======== The input

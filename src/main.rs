//! abc-render - renders ABC-style notation files to 16-bit mono WAV (or OGG via ffmpeg)

use abc_render::engine::{RenderEngine, RenderOptions, RenderOutcome};
use abc_render::processor::MasteringContext;
use abc_render::score::Score;
use abc_render::track::InstrumentType;
use anyhow::{bail, Context, Result};
use clap::{Parser, ValueEnum};
use std::fs;
use std::path::{Path, PathBuf};
use std::process::{Command, Stdio};
use tracing::{info, warn};

#[derive(Parser)]
#[command(name = "abc-render")]
#[command(about = "Render ABC notation to game-ready audio")]
#[command(version)]
struct Cli {
    /// Notation files, or directories to search for `*.abc` files
    #[arg(required = true)]
    inputs: Vec<PathBuf>,

    /// Output directory (defaults to next to each input)
    #[arg(short, long = "output-dir")]
    output_dir: Option<PathBuf>,

    /// Seed for reproducible noise
    #[arg(long)]
    seed: Option<u64>,

    /// Loudness target; `auto` picks `ending` for files with `game_over` in their name
    #[arg(long, value_enum, default_value_t = ContextArg::Auto)]
    context: ContextArg,

    /// Encode to OGG Vorbis with ffmpeg, keeping the WAV if encoding fails
    #[arg(long)]
    ogg: bool,
}

#[derive(Clone, Copy, ValueEnum)]
enum ContextArg {
    Auto,
    Standard,
    Ending,
}

impl ContextArg {
    fn resolve(self, stem: &str) -> MasteringContext {
        match self {
            // Ending pieces are recognised by a `game_over` marker in their file stem.
            ContextArg::Auto if stem.to_lowercase().contains("game_over") => {
                MasteringContext::Ending
            }
            ContextArg::Auto => MasteringContext::Standard,
            ContextArg::Standard => MasteringContext::Standard,
            ContextArg::Ending => MasteringContext::Ending,
        }
    }
}

fn main() -> Result<()> {
    tracing_subscriber::fmt()
        .with_env_filter(
            tracing_subscriber::EnvFilter::try_from_default_env()
                .unwrap_or_else(|_| tracing_subscriber::EnvFilter::new("info")),
        )
        .init();

    let cli = Cli::parse();

    if let Some(dir) = &cli.output_dir {
        fs::create_dir_all(dir)
            .with_context(|| format!("Failed to create output directory {}", dir.display()))?;
    }

    let mut converted = vec![];
    for input in collect_inputs(&cli.inputs) {
        match convert(&cli, &input) {
            Ok(Some(output)) => converted.push(output),
            Ok(None) => {}
            Err(err) => warn!("{}: {err:#}", input.display()),
        }
    }

    info!("Converted {} file(s)", converted.len());
    for output in &converted {
        info!("  {}", output.display());
    }
    Ok(())
}

/// Expands directories to their `*.abc` files, sorted. Missing paths are reported and skipped.
fn collect_inputs(inputs: &[PathBuf]) -> Vec<PathBuf> {
    let mut files = vec![];
    for input in inputs {
        if input.is_dir() {
            match fs::read_dir(input) {
                Ok(entries) => {
                    let mut found: Vec<PathBuf> = entries
                        .filter_map(|e| e.ok())
                        .map(|e| e.path())
                        .filter(|p| p.is_file() && p.extension().is_some_and(|ext| ext == "abc"))
                        .collect();
                    found.sort();
                    if found.is_empty() {
                        warn!("No .abc files in {}", input.display());
                    }
                    files.extend(found);
                }
                Err(err) => warn!("Cannot read directory {}: {err}", input.display()),
            }
        } else if input.is_file() {
            files.push(input.clone());
        } else {
            warn!("File not found: {}", input.display());
        }
    }
    files
}

fn convert(cli: &Cli, input: &Path) -> Result<Option<PathBuf>> {
    let text = fs::read_to_string(input)
        .with_context(|| format!("Failed to read {}", input.display()))?;
    let stem = input
        .file_stem()
        .map(|s| s.to_string_lossy().into_owned())
        .unwrap_or_else(|| "output".to_string());

    let score = Score::parse(&text);
    info!(
        "Converting {} ({} voice(s), tempo {})",
        input.display(),
        score.voices.len(),
        score.tempo
    );
    for voice in score.voices() {
        info!(
            "  V:{} {} -> {} ({} events)",
            voice.id,
            voice.name,
            InstrumentType::from_name(&voice.name),
            voice.events.len()
        );
    }

    let options = RenderOptions {
        seed: cli.seed,
        context: cli.context.resolve(&stem),
        ..Default::default()
    };
    let sample = match RenderEngine::new(options).render(&score) {
        RenderOutcome::Rendered(sample) => sample,
        RenderOutcome::Empty => {
            warn!("{}: nothing to render", input.display());
            return Ok(None);
        }
    };

    let dir = match &cli.output_dir {
        Some(dir) => dir.clone(),
        None => input.parent().map(Path::to_path_buf).unwrap_or_default(),
    };
    let wav_path = dir.join(format!("{stem}.wav"));
    sample
        .write_wav(&wav_path)
        .with_context(|| format!("Failed to write {}", wav_path.display()))?;
    info!(
        "  {:.2}s at {} Hz, {} context -> {}",
        sample.duration_seconds(),
        sample.sample_rate(),
        options.context,
        wav_path.display()
    );

    if !cli.ogg {
        return Ok(Some(wav_path));
    }
    let ogg_path = dir.join(format!("{stem}.ogg"));
    match encode_ogg(&wav_path, &ogg_path) {
        Ok(()) => {
            if let Err(err) = fs::remove_file(&wav_path) {
                warn!(
                    "Encoded {} but could not remove {}: {err}",
                    ogg_path.display(),
                    wav_path.display()
                );
            }
            Ok(Some(ogg_path))
        }
        Err(err) => {
            warn!("OGG encoding failed, keeping {}: {err:#}", wav_path.display());
            Ok(Some(wav_path))
        }
    }
}

fn encode_ogg(wav: &Path, ogg: &Path) -> Result<()> {
    let output = Command::new("ffmpeg")
        .arg("-i")
        .arg(wav)
        .args(["-c:a", "libvorbis", "-q:a", "5"])
        .arg(ogg)
        .arg("-y")
        .stdout(Stdio::null())
        .stderr(Stdio::piped())
        .output()
        .context("Failed to run ffmpeg")?;
    if !output.status.success() {
        bail!(
            "ffmpeg exited with {}: {}",
            output.status,
            String::from_utf8_lossy(&output.stderr).trim()
        );
    }
    Ok(())
}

================

[What you have to do]: Retype all of the records so that every line matches the original exactly.

[Answer to this problem]:
filename src/main.rs
//! abc-render - renders ABC-style notation files to 16-bit mono WAV (or OGG via ffmpeg)

use abc_render::engine::{RenderEngine, RenderOptions, RenderOutcome};
use abc_render::processor::MasteringContext;
use abc_render::score::Score;
use abc_render::track::InstrumentType;
use anyhow::{bail, Context, Result};
use clap::{Parser, ValueEnum};
use std::fs;
use std::path::{Path, PathBuf};
use std::process::{Command, Stdio};
use tracing::{info, warn};

#[derive(Parser)]
#[command(name = "abc-render")]
#[command(about = "Render ABC notation to game-ready audio")]
#[command(version)]
struct Cli {
    /// Notation files, or directories to search for `*.abc` files
    #[arg(required = true)]
    inputs: Vec<PathBuf>,

    /// Output directory (defaults to next to each input)
    #[arg(short, long = "output-dir")]
    output_dir: Option<PathBuf>,

    /// Seed for reproducible noise
    #[arg(long)]
    seed: Option<u64>,

    /// Loudness target; `auto` picks `ending` for files with `game_over` in their name
    #[arg(long, value_enum, default_value_t = ContextArg::Auto)]
    context: ContextArg,

    /// Encode to OGG Vorbis with ffmpeg, keeping the WAV if encoding fails
    #[arg(long)]
    ogg: bool,
}

#[derive(Clone, Copy, ValueEnum)]
enum ContextArg {
    Auto,
    Standard,
    Ending,
}

impl ContextArg {
    fn resolve(self, stem: &str) -> MasteringContext {
        match self {
            // Ending pieces are recognised by a `game_over` marker in their file stem.
            ContextArg::Auto if stem.to_lowercase().contains("game_over") => {
                MasteringContext::Ending
            }
            ContextArg::Auto => MasteringContext::Standard,
            ContextArg::Standard => MasteringContext::Standard,
            ContextArg::Ending => MasteringContext::Ending,
        }
    }
}

fn main() -> Result<()> {
    tracing_subscriber::fmt()
        .with_env_filter(
            tracing_subscriber::EnvFilter::try_from_default_env()
                .unwrap_or_else(|_| tracing_subscriber::EnvFilter::new("info")),
        )
        .init();

    let cli = Cli::parse();

    if let Some(dir) = &cli.output_dir {
        fs::create_dir_all(dir)
            .with_context(|| format!("Failed to create output directory {}", dir.display()))?;
    }

    let mut converted = vec![];
    for input in collect_inputs(&cli.inputs) {
        match convert(&cli, &input) {
            Ok(Some(output)) => converted.push(output),
            Ok(None) => {}
            Err(err) => warn!("{}: {err:#}", input.display()),
        }
    }

    info!("Converted {} file(s)", converted.len());
    for output in &converted {
        info!("  {}", output.display());
    }
    Ok(())
}

/// Expands directories to their `*.abc` files, sorted. Missing paths are reported and skipped.
fn collect_inputs(inputs: &[PathBuf]) -> Vec<PathBuf> {
    let mut files = vec![];
    for input in inputs {
        if input.is_dir() {
            match fs::read_dir(input) {
                Ok(entries) => {
                    let mut found: Vec<PathBuf> = entries
                        .filter_map(|e| e.ok())
                        .map(|e| e.path())
                        .filter(|p| p.is_file() && p.extension().is_some_and(|ext| ext == "abc"))
                        .collect();
                    found.sort();
                    if found.is_empty() {
                        warn!("No .abc files in {}", input.display());
                    }
                    files.extend(found);
                }
                Err(err) => warn!("Cannot read directory {}: {err}", input.display()),
            }
        } else if input.is_file() {
            files.push(input.clone());
        } else {
            warn!("File not found: {}", input.display());
        }
    }
    files
}

fn convert(cli: &Cli, input: &Path) -> Result<Option<PathBuf>> {
    let text = fs::read_to_string(input)
        .with_context(|| format!("Failed to read {}", input.display()))?;
    let stem = input
        .file_stem()
        .map(|s| s.to_string_lossy().into_owned())
        .unwrap_or_else(|| "output".to_string());

    let score = Score::parse(&text);
    info!(
        "Converting {} ({} voice(s), tempo {})",
        input.display(),
        score.voices.len(),
        score.tempo
    );
    for voice in score.voices() {
        info!(
            "  V:{} {} -> {} ({} events)",
            voice.id,
            voice.name,
            InstrumentType::from_name(&voice.name),
            voice.events.len()
        );
    }

    let options = RenderOptions {
        seed: cli.seed,
        context: cli.context.resolve(&stem),
        ..Default::default()
    };
    let sample = match RenderEngine::new(options).render(&score) {
        RenderOutcome::Rendered(sample) => sample,
        RenderOutcome::Empty => {
            warn!("{}: nothing to render", input.display());
            return Ok(None);
        }
    };

    let dir = match &cli.output_dir {
        Some(dir) => dir.clone(),
        None => input.parent().map(Path::to_path_buf).unwrap_or_default(),
    };
    let wav_path = dir.join(format!("{stem}.wav"));
    sample
        .write_wav(&wav_path)
        .with_context(|| format!("Failed to write {}", wav_path.display()))?;
    info!(
        "  {:.2}s at {} Hz, {} context -> {}",
        sample.duration_seconds(),
        sample.sample_rate(),
        options.context,
        wav_path.display()
    );

    if !cli.ogg {
        return Ok(Some(wav_path));
    }
    let ogg_path = dir.join(format!("{stem}.ogg"));
    match encode_ogg(&wav_path, &ogg_path) {
        Ok(()) => {
            if let Err(err) = fs::remove_file(&wav_path) {
                warn!(
                    "Encoded {} but could not remove {}: {err}",
                    ogg_path.display(),
                    wav_path.display()
                );
            }
            Ok(Some(ogg_path))
        }
        Err(err) => {
            warn!("OGG encoding failed, keeping {}: {err:#}", wav_path.display());
            Ok(Some(wav_path))
        }
    }
}

fn encode_ogg(wav: &Path, ogg: &Path) -> Result<()> {
    let output = Command::new("ffmpeg")
        .arg("-i")
        .arg(wav)
        .args(["-c:a", "libvorbis", "-q:a", "5"])
        .arg(ogg)
        .arg("-y")
        .stdout(Stdio::null())
        .stderr(Stdio::piped())
        .output()
        .context("Failed to run ffmpeg")?;
    if !output.status.success() {
        bail!(
            "ffmpeg exited with {}: {}",
            output.status,
            String::from_utf8_lossy(&output.stderr).trim()
        );
    }
    Ok(())
}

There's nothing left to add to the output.